Title: Clinical and Bacteriological Profile of Patients Admitted to ICU with Community Acquired Pneumonia in a Tertiary Care Centre
Authors: Dr Mahendra M, Dr Mohan Kumar C K
DOI: https://dx.doi.org/10.18535/jmscr/v6i3.30
Abstract
Introduction: Community acquired pneumonia (CAP) causes significant mortality and morbidity all over the world, especially in developing countries like India. There is scarce data on the bacteriological profile in patients admitted to ICU from South India so it is necessary to study the clinical and bacteriological profile of these patients for better understanding and treatment of pneumonia.

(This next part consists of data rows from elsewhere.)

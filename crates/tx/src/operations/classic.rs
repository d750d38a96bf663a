//! Classic manage-data operation.
//!
//! Classic operations share the same overlay as contract operations but
//! carry no TTL and never touch the archive tier. Manage-data is the
//! representative implemented here: it creates, updates, or deletes a named
//! data entry under the source account.

use cinder_common::ContractConfig;
use cinder_model::{AccountId, DataEntry, Entry, EntryKey, EntryPayload};

use crate::events::DiagnosticEventBuffer;
use crate::operations::{ApplyContext, OpBehavior, ThresholdLevel};
use crate::result::{ClassicResult, OpApplied, OpResult};
use crate::Result;

/// Maximum length of a data entry name or value.
const DATA_ENTRY_MAX_LEN: usize = 64;

/// Create, update, or delete a named data entry on the source account.
#[derive(Debug, Clone, PartialEq, Eq)]
pub struct ManageDataOp {
    pub source: AccountId,
    pub name: String,
    /// `Some` to create or update; `None` to delete.
    pub value: Option<Vec<u8>>,
}

impl OpBehavior for ManageDataOp {
    fn check_valid(
        &self,
        _config: &ContractConfig,
        _protocol_version: u32,
        _diagnostics: &mut DiagnosticEventBuffer,
    ) -> std::result::Result<(), OpResult> {
        if self.name.is_empty() || self.name.len() > DATA_ENTRY_MAX_LEN {
            return Err(OpResult::Classic(ClassicResult::Malformed));
        }
        if let Some(value) = &self.value {
            if value.len() > DATA_ENTRY_MAX_LEN {
                return Err(OpResult::Classic(ClassicResult::Malformed));
            }
        }
        Ok(())
    }

    fn apply(&self, ctx: &mut ApplyContext<'_>) -> Result<OpApplied> {
        let key = EntryKey::Data {
            account_id: self.source,
            name: self.name.clone(),
        };
        let ledger_seq = ctx.overlay.ledger_seq();

        match &self.value {
            Some(value) => {
                let entry = Entry::new(
                    ledger_seq,
                    EntryPayload::Data(DataEntry {
                        account_id: self.source,
                        name: self.name.clone(),
                        value: value.clone(),
                    }),
                );
                if ctx.overlay.load(&key).is_some() {
                    ctx.overlay.update(entry)?;
                } else {
                    ctx.overlay.create(entry)?;
                }
            }
            None => {
                if ctx.overlay.load(&key).is_none() {
                    return Ok(OpApplied::bare(OpResult::Classic(ClassicResult::NotFound)));
                }
                ctx.overlay.erase(&key)?;
            }
        }
        Ok(OpApplied::bare(OpResult::Classic(ClassicResult::Success)))
    }

    fn threshold_level(&self) -> ThresholdLevel {
        ThresholdLevel::Medium
    }

    fn is_contract_op(&self) -> bool {
        false
    }
}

Methodology: We conducted a prospective study in department of Pulmonology in a tertiary care centre during October to December 2017. Consecutive patients admitted with community acquired pneumonia (CAP) were included in the study after obtaining informed consent. Patients with Hospital acquired pneumonia, Health care associated pneumonia were excluded from the study. All patients were interviewed with questionnaire, which included demographic data, risk factors like smoking and alcoholism, comorbidities, number of admissions, emergency visits, use of intravenous or oral antibiotics in past, respiratory past medical history such as COPD, bronchiectasis and asthma.
Results: 70 patients were included into study. Mean age of the cohort was 42.5±10.2 years and 45 (64.28%) of them were men. More than half the populations (52%) were chronic smokers. COPD (20%) was the most common comorbidity. Of 70 patients, 15(21.4%) patients needed invasive mechanical ventilation, 12% needed inotropes and 10% needed non-invasive ventilation. We could identify causative organisms in around 52.8% of patients. Pseudomonas aeruginosa (12/37) was the most common organisms isolated. We found that Pseudomonas aeruginosa had high resistance to Levofloxacin (94%), Azithromycin (90%), Amikacin (40%) and Pipercillin-Tazobactum(40%).
Conclusion: We found in our study gram negative organisms to be most common organisms causing CAP. Pseudomonas aeruginosa was the most common organism isolated in patients admitted to ICU with CAP. We also observed high rate of resistance to commonly used antibiotics.